Posted By Dennelton Mandiau on Wednesday, November 19, 2014 | 20:51

The Main Pagoda.
Any visit to Penang would not be complete if you did not visit the world famous Buddhist Temple of “Supreme bliss” or more commonly known as the Kek Lok SI temple in Ayer itam. It is one on the most popular temples in Penang and is also considered to be the largest in South East Asia.

It is not one building but rather a collection of buildings that have been added on, as the years go by. Construction of the original temple started in 1890 and was inspired by the chief monk of the Goddess of Mercy Temple at Pitt Street.
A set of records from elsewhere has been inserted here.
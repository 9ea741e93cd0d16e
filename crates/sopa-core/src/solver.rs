use crate::{Grid, Orientation, Placement, PlacementSet, Position, Word};
use tracing::debug;

/// Outcome of solving one puzzle, in word-list order
#[derive(Debug, Clone, PartialEq, Eq)]
pub struct Solution {
    results: Vec<(Word, Option<Placement>)>,
}

impl Solution {
    pub fn results(&self) -> &[(Word, Option<Placement>)] {
        &self.results
    }

    pub fn get(&self, word: &Word) -> Option<&Placement> {
        self.results
            .iter()
            .find(|(w, _)| w == word)
            .and_then(|(_, p)| p.as_ref())
    }

    /// Found placements, for highlighting
    pub fn placements(&self) -> PlacementSet {
        self.results.iter().filter_map(|(_, p)| p.clone()).collect()
    }

    /// Words that do not appear in the grid
    pub fn missing(&self) -> impl Iterator<Item = &Word> {
        self.results
            .iter()
            .filter(|(_, p)| p.is_none())
            .map(|(w, _)| w)
    }

    pub fn is_complete(&self) -> bool {
        self.results.iter().all(|(_, p)| p.is_some())
    }
}

/// Unit struct solver; stateless, all state is per-call
pub struct Solver;

impl Default for Solver {
    fn default() -> Self {
        Self::new()
    }
}

impl Solver {
    pub fn new() -> Self {
        Self
    }

    /// Locate every word of `words` in `grid`
    pub fn solve(&self, grid: &Grid, words: &[Word]) -> Solution {
        let results = words
            .iter()
            .map(|word| {
                let placement = self.find_word_placement(word, grid);
                if placement.is_none() {
                    debug!(%word, "word not found");
                }
                (word.clone(), placement)
            })
            .collect();
        Solution { results }
    }

    /// Cells holding the word's first letter, column by column
    pub fn first_letter_candidates(&self, word: &Word, grid: &Grid) -> Vec<Position> {
        let first = word.first_letter();
        grid.positions()
            .filter(|&pos| grid.get(pos) == Some(first))
            .collect()
    }

    /// First placement of `word` found from any anchor, probing orientations
    /// in `Orientation::ALL` order
    pub fn find_word_placement(&self, word: &Word, grid: &Grid) -> Option<Placement> {
        self.first_letter_candidates(word, grid)
            .into_iter()
            .find_map(|anchor| {
                Orientation::ALL
                    .into_iter()
                    .find_map(|orientation| probe(word, grid, anchor, orientation))
            })
    }
}

/// Read `word` from `anchor` along `orientation`, returning the placement
/// normalized to the footprint's first cell.
fn probe(word: &Word, grid: &Grid, anchor: Position, orientation: Orientation) -> Option<Placement> {
    let size = grid.size() as isize;
    let len = word.len() as isize;
    let (row, col) = (anchor.row as isize, anchor.col as isize);

    // Reading direction from the anchor, which holds the first letter
    let (row_step, col_step): (isize, isize) = match orientation {
        Orientation::Horizontal => (0, 1),
        Orientation::HorizontalReversed => (0, -1),
        Orientation::Vertical => (1, 0),
        Orientation::VerticalReversed => (-1, 0),
        Orientation::Diagonal => (1, 1),
    };

    let end_row = row + (len - 1) * row_step;
    let end_col = col + (len - 1) * col_step;
    if !(0..size).contains(&end_row) || !(0..size).contains(&end_col) {
        return None;
    }

    let matches = word.letters().iter().enumerate().all(|(i, &letter)| {
        let i = i as isize;
        let r = (row + i * row_step) as usize;
        let c = (col + i * col_step) as usize;
        grid.at(r, c) == letter
    });
    if !matches {
        return None;
    }

    Some(Placement::new(
        word.clone(),
        row.min(end_row) as usize,
        col.min(end_col) as usize,
        orientation,
    ))
}
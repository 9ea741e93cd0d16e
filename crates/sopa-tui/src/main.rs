mod app;
mod render;
mod settings;
mod theme;

use anyhow::{Context, Result};
use app::App;
use clap::{ArgAction, Parser, Subcommand, ValueEnum};
use settings::Settings;
use sopa_core::{wordlist_from_tokens, Backtracking};
use std::io::{self, Write};
use std::path::PathBuf;
use std::process::ExitCode;
use theme::{Theme, ThemeName};
use tracing::info;
use tracing_subscriber::EnvFilter;

#[derive(Debug, Parser)]
#[command(name = "sopa", version, about = "Generate and solve word-search puzzles")]
struct Cli {
    #[command(subcommand)]
    command: Option<Command>,

    /// Seed for reproducible generation (random when omitted)
    #[arg(long, global = true)]
    seed: Option<u64>,

    /// Print grids without coloring the hidden words
    #[arg(long, global = true)]
    no_highlight: bool,

    #[arg(long, global = true, value_enum)]
    theme: Option<ThemeName>,

    /// Retractions allowed before a word list is reported as unplaceable
    #[arg(long, global = true)]
    max_retractions: Option<usize>,

    #[arg(long, global = true, value_enum)]
    strategy: Option<StrategyArg>,

    /// Increase log verbosity (-v info, -vv debug, -vvv trace)
    #[arg(short, long, global = true, action = ArgAction::Count)]
    verbose: u8,
}

#[derive(Debug, Subcommand)]
enum Command {
    /// Generate word searches from a list of words
    Generate {
        #[arg(required = true)]
        words: Vec<String>,

        /// Number of puzzles to generate
        #[arg(short = 'n', long, default_value_t = 1)]
        count: usize,

        /// Append the puzzles to this file in the puzzle file format
        #[arg(short, long)]
        output: Option<PathBuf>,
    },
    /// Solve every puzzle in a file
    Solve { file: PathBuf },
    /// Interactive menu (the default)
    Menu,
}

#[derive(Debug, Clone, Copy, ValueEnum)]
enum StrategyArg {
    Memoized,
    Chronological,
}

impl From<StrategyArg> for Backtracking {
    fn from(arg: StrategyArg) -> Self {
        match arg {
            StrategyArg::Memoized => Backtracking::Memoized,
            StrategyArg::Chronological => Backtracking::Chronological,
        }
    }
}

fn main() -> ExitCode {
    let cli = Cli::parse();
    init_tracing(cli.verbose);

    match run(cli) {
        Ok(()) => ExitCode::SUCCESS,
        Err(e) => {
            let mut stderr = io::stderr();
            let _ = render::render_error(&mut stderr, &Theme::default(), &format!("Error: {e:#}"));
            let _ = stderr.flush();
            ExitCode::FAILURE
        }
    }
}

fn init_tracing(verbose: u8) {
    let filter = match verbose {
        0 => EnvFilter::try_from_default_env().unwrap_or_else(|_| EnvFilter::new("warn")),
        1 => EnvFilter::new("info"),
        2 => EnvFilter::new("debug"),
        _ => EnvFilter::new("trace"),
    };
    tracing_subscriber::fmt()
        .with_env_filter(filter)
        .with_writer(io::stderr)
        .with_target(false)
        .init();
}

fn run(cli: Cli) -> Result<()> {
    let settings_path = Settings::default_path();
    let mut settings = Settings::load(&settings_path);
    if cli.no_highlight {
        settings.highlight = false;
    }
    if let Some(theme) = cli.theme {
        settings.theme = theme;
    }
    if let Some(max_retractions) = cli.max_retractions {
        settings.max_retractions = max_retractions;
    }
    if let Some(strategy) = cli.strategy {
        settings.strategy = strategy.into();
    }

    let seed = cli.seed.unwrap_or_else(rand::random);
    info!(seed, "random seed");

    let mut stdout = io::stdout().lock();
    match cli.command.unwrap_or(Command::Menu) {
        Command::Generate {
            words,
            count,
            output,
        } => {
            let words = wordlist_from_tokens(&words).context("invalid word list")?;
            let mut app = App::new(settings, seed, None);
            let puzzles = app.generate(&words, count, &mut stdout)?;
            if let Some(path) = output {
                app.save_puzzles(&path, &puzzles)?;
                info!(path = %path.display(), count = puzzles.len(), "saved puzzles");
            }
            Ok(())
        }
        Command::Solve { file } => {
            let app = App::new(settings, seed, None);
            let missing = app.solve_file(&file, &mut stdout)?;
            info!(missing, "words not found");
            Ok(())
        }
        Command::Menu => {
            // CLI overrides apply to this session; the toggle saves the merged settings
            let mut app = App::new(settings, seed, Some(settings_path));
            let stdin = io::stdin();
            let mut input = stdin.lock();
            app.run_menu(&mut input, &mut stdout)?;
            Ok(())
        }
    }
}
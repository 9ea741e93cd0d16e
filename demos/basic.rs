//! Basic example of using the word-search engine

use sopa_core::{parse_puzzles, parse_wordlist, write_puzzles, Generator, Solver};

fn main() {
    let words = parse_wordlist("perro gato auto electron comida").expect("valid words");

    // Generate a puzzle
    println!("Generating a puzzle for {} words...\n", words.len());
    let mut generator = Generator::with_seed(2024);
    let generated = generator.generate(&words).expect("words fit the estimated grid");

    println!("Generated puzzle:");
    println!("{}\n", generated.puzzle.grid);

    println!("Placements:");
    for placement in &generated.placements {
        println!("  {}", placement);
    }

    // Save it in the text format and read it back
    let text = write_puzzles(std::slice::from_ref(&generated.puzzle));
    println!("\n--- Puzzle file ---\n{}", text);
    let parsed = parse_puzzles(&text).expect("writer output parses");

    // Solve it
    let solver = Solver::new();
    for puzzle in &parsed {
        let solution = solver.solve(&puzzle.grid, &puzzle.words);
        for (word, placement) in solution.results() {
            match placement {
                Some(p) => println!("Found {}", p),
                None => println!("Word not found: {}", word),
            }
        }
    }
}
Such was the renown of Kek Lok Si that it even gained the imperial sanction of the Manchu Emperor Kwang Xi who presented the temple with a set of 70,000 volumes of the Imperial Edition of the Buddhist Sutras, the Emperor's hand-written scripts, and several other relics. The inscription in Chinese calligraphy “Ta Seong Pao Dian” on a plaque was written by His Majesty, Emperor Kuang Xi of the Ching Dynasty and was presented to the first chief Abbot of Kek Lok Si in 1904. Even well known Empress Cixi of the Ching Dynasty also wrote and presented hand-written scripts to the temple. Today, these priceless heritage relics still exist in the temple archives. The funds for the Temple construction came from the local devotees and five main donors.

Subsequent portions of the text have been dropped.